Los especialistas médicos no se cansan de recordarnos lo necesario que es beber agua y mantener nuestro organismo bien hidratado. Beber dos litros de agua al día es uno de los consejos médicos que solemos escuchar con frecuencia.

Pero al igual que es frecuente esta recomendación, también lo es la creencia popular de que beber agua en las comidas engorda. Muchas personas creen que dependiendo del momento en el que se beba y de la cantidad ingerida, el agua puede engordar más o menos.

¿Engorda beber agua en las comidas? Los expertos lo tienen claro. La respuesta es no y ofrecen una serie de respuestas a esta duda que desmontan este mito popular.

Lo primero que debes saber si eres de los que se ha planteado esta pregunta alguna vez, es que el agua es un producto carente de calorías, por lo que no puede engordar.

Además de esto, beber agua durante las comidas, no sólo ayudará a que realices mejor la digestión y a que se hidrate tu organismo para que pueda cumplir sus funciones a la perfección, sino que además te puede hacer sentir más saciado, por lo que sentirás menos ganas de comer.

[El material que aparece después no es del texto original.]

// crates/network/src/reqwest_transport.rs
//! Production transport backed by reqwest

use crate::error::{ErrorKind, NetworkError, NetworkResult};
use crate::transport::{
    FailureKind, MultipartField, RequestBody, Transport, TransportFailure, TransportRequest,
    TransportResponse, Verb,
};
use async_trait::async_trait;
use reqwest::{Client as ReqwestClient, Method};
use std::collections::BTreeMap;
use std::time::Duration;

/// [`Transport`] implementation over a pooled reqwest client
#[derive(Debug, Clone)]
pub struct ReqwestTransport {
    inner: ReqwestClient,
}

impl ReqwestTransport {
    /// Builds the underlying client
    ///
    /// `connect_timeout` bounds connection setup; the per-attempt deadline
    /// comes with each request.
    pub fn new(
        user_agent: &str,
        max_redirects: usize,
        connect_timeout: Duration,
    ) -> NetworkResult<Self> {
        let inner = ReqwestClient::builder()
            .user_agent(user_agent)
            .redirect(reqwest::redirect::Policy::limited(max_redirects))
            .connect_timeout(connect_timeout)
            .build()
            .map_err(|e| {
                NetworkError::new(ErrorKind::Unknown, format!("Failed to build HTTP client: {}", e))
            })?;

        Ok(Self { inner })
    }

    fn method(verb: Verb) -> Method {
        match verb {
            Verb::Get => Method::GET,
            Verb::Post => Method::POST,
            Verb::Put => Method::PUT,
            Verb::Patch => Method::PATCH,
            Verb::Delete => Method::DELETE,
            Verb::Head => Method::HEAD,
        }
    }

    fn form(fields: Vec<MultipartField>) -> reqwest::multipart::Form {
        fields
            .into_iter()
            .fold(reqwest::multipart::Form::new(), |form, field| match field {
                MultipartField::Text { name, value } => form.text(name, value),
                MultipartField::File {
                    name,
                    file_name,
                    data,
                } => form.part(
                    name,
                    reqwest::multipart::Part::stream(data).file_name(file_name),
                ),
            })
    }

    fn failure(error: reqwest::Error) -> TransportFailure {
        let message = error.to_string();
        let kind = if error.is_timeout() {
            FailureKind::Timeout
        } else if error.is_connect() {
            let lower = format!("{:?}", error).to_lowercase();
            if lower.contains("certificate") || lower.contains("tls") {
                FailureKind::Tls
            } else {
                FailureKind::Connect
            }
        } else {
            FailureKind::Other
        };
        TransportFailure::new(kind, message)
    }
}

#[async_trait]
impl Transport for ReqwestTransport {
    async fn send(&self, request: TransportRequest) -> Result<TransportResponse, TransportFailure> {
        let mut builder = self
            .inner
            .request(Self::method(request.verb), &request.url)
            .timeout(request.timeout);

        for (name, value) in &request.headers {
            builder = builder.header(name.as_str(), value.as_str());
        }

        builder = match request.body {
            RequestBody::Empty => builder,
            RequestBody::Json(value) => builder.json(&value),
            RequestBody::Multipart(fields) => builder.multipart(Self::form(fields)),
        };

        let response = builder.send().await.map_err(Self::failure)?;
        let status = response.status().as_u16();
        let headers: BTreeMap<String, String> = response
            .headers()
            .iter()
            .filter_map(|(name, value)| {
                value
                    .to_str()
                    .ok()
                    .map(|v| (name.as_str().to_ascii_lowercase(), v.to_string()))
            })
            .collect();
        let body = response.bytes().await.map_err(Self::failure)?;

        Ok(TransportResponse {
            status,
            headers,
            body,
        })
    }
}
// crates/network/examples/resumable_upload.rs
//! Chunked upload against an in-memory server that already holds part of
//! the file

use courier_network::mock::{MockReply, MockTransport};
use courier_network::{
    AddTaskOptions, ClientConfig, HttpClient, RequestBody, TransportResponse, UploadConfig,
    UploadEvent, UploadFile, UploadManager,
};
use serde_json::json;
use std::sync::Arc;
use std::time::Duration;

#[tokio::main]
async fn main() -> Result<(), Box<dyn std::error::Error>> {
    env_logger::Builder::from_env(env_logger::Env::default().default_filter_or("info")).init();

    println!("📤 Resumable Upload Example\n");

    // The server pretends chunks 0 and 1 arrived in an earlier session
    let transport = Arc::new(
        MockTransport::new(|request| {
            if request.url.ends_with("/upload/check") {
                if let RequestBody::Json(body) = &request.body {
                    println!("  🔎 check for {}", body["fileName"]);
                }
                let body = json!({"uploadedChunks": [0, 1]});
                MockReply::Response(TransportResponse::json(200, &body))
            } else {
                MockReply::Response(TransportResponse::json(200, &json!({"success": true})))
            }
        })
        .with_latency(Duration::from_millis(50)),
    );

    let client = HttpClient::with_transport(
        ClientConfig {
            base_url: Some("https://files.example.com".to_string()),
            ..ClientConfig::default()
        },
        transport.clone(),
    );
    let manager = UploadManager::new(client, UploadConfig::default());
    let mut events = manager.subscribe();

    let file = UploadFile::from_bytes("video.mp4", vec![0u8; 10 * 1024 * 1024]);
    let id = manager.add_task(
        file,
        AddTaskOptions {
            chunk_size: Some(2 * 1024 * 1024),
            concurrent_chunks: Some(2),
        },
    )?;
    println!("Task {} queued\n", id);

    while let Ok(event) = events.recv().await {
        match event {
            UploadEvent::StatusChanged { status, .. } => println!("  ➡️  {}", status),
            UploadEvent::ChunkUploaded { index, progress, .. } => {
                println!("  📦 chunk {} uploaded ({:.0}%)", index, progress)
            }
            UploadEvent::Completed { .. } => {
                println!("\n✅ Upload complete");
                break;
            }
            UploadEvent::Failed { error, .. } => {
                eprintln!("\n❌ Upload failed: {}", error);
                break;
            }
        }
    }

    println!("Transport calls: {}", transport.call_count());
    Ok(())
}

Por lo tanto, si estás intentando aplicar o descubrir trucos y hábitos para no engordar, desde luego, no beber agua durante las comidas, no sería uno de los recomendables. Además de ser ineficaz para tal fin, estarías dejando de ingerir un líquido vital para tu salud.

El consumo de agua diario puede repartirse de la forma que más convenga a cada persona. No necesariamente se debe ingerir agua durante la comida. Es recomendable por los motivos ofrecidos en el párrafo anterior, pero también se puede distribuir la cantidad de agua bebida durante un día en función de necesidades específicas como pueden ser las condiciones ambientales (tu cuerpo necesitará más agua cuando sientas más calor), o por desgaste físico (si, por ejemplo, realizas ejercicio).

Tampoco se recomienda beber agua sólo cuando se sienta sed. Este es un signo claro de que existe deshidratación. La función del agua debe ser precisamente la de evitar dicha deshidratación. No esperes a que aparezca para beber agua. Hazlo para evitarlo.

Proteger nuestra salud depende, en gran parte, de una dieta sana, equilibrada y nutritiva, que aporte a nuestro organismo todas las vitaminas, minerales y nutrientes necesarios. Una dieta que, además, nos mantenga bien hidratados y en la que, por supuesto, no pueden faltar dos litros diarios de agua.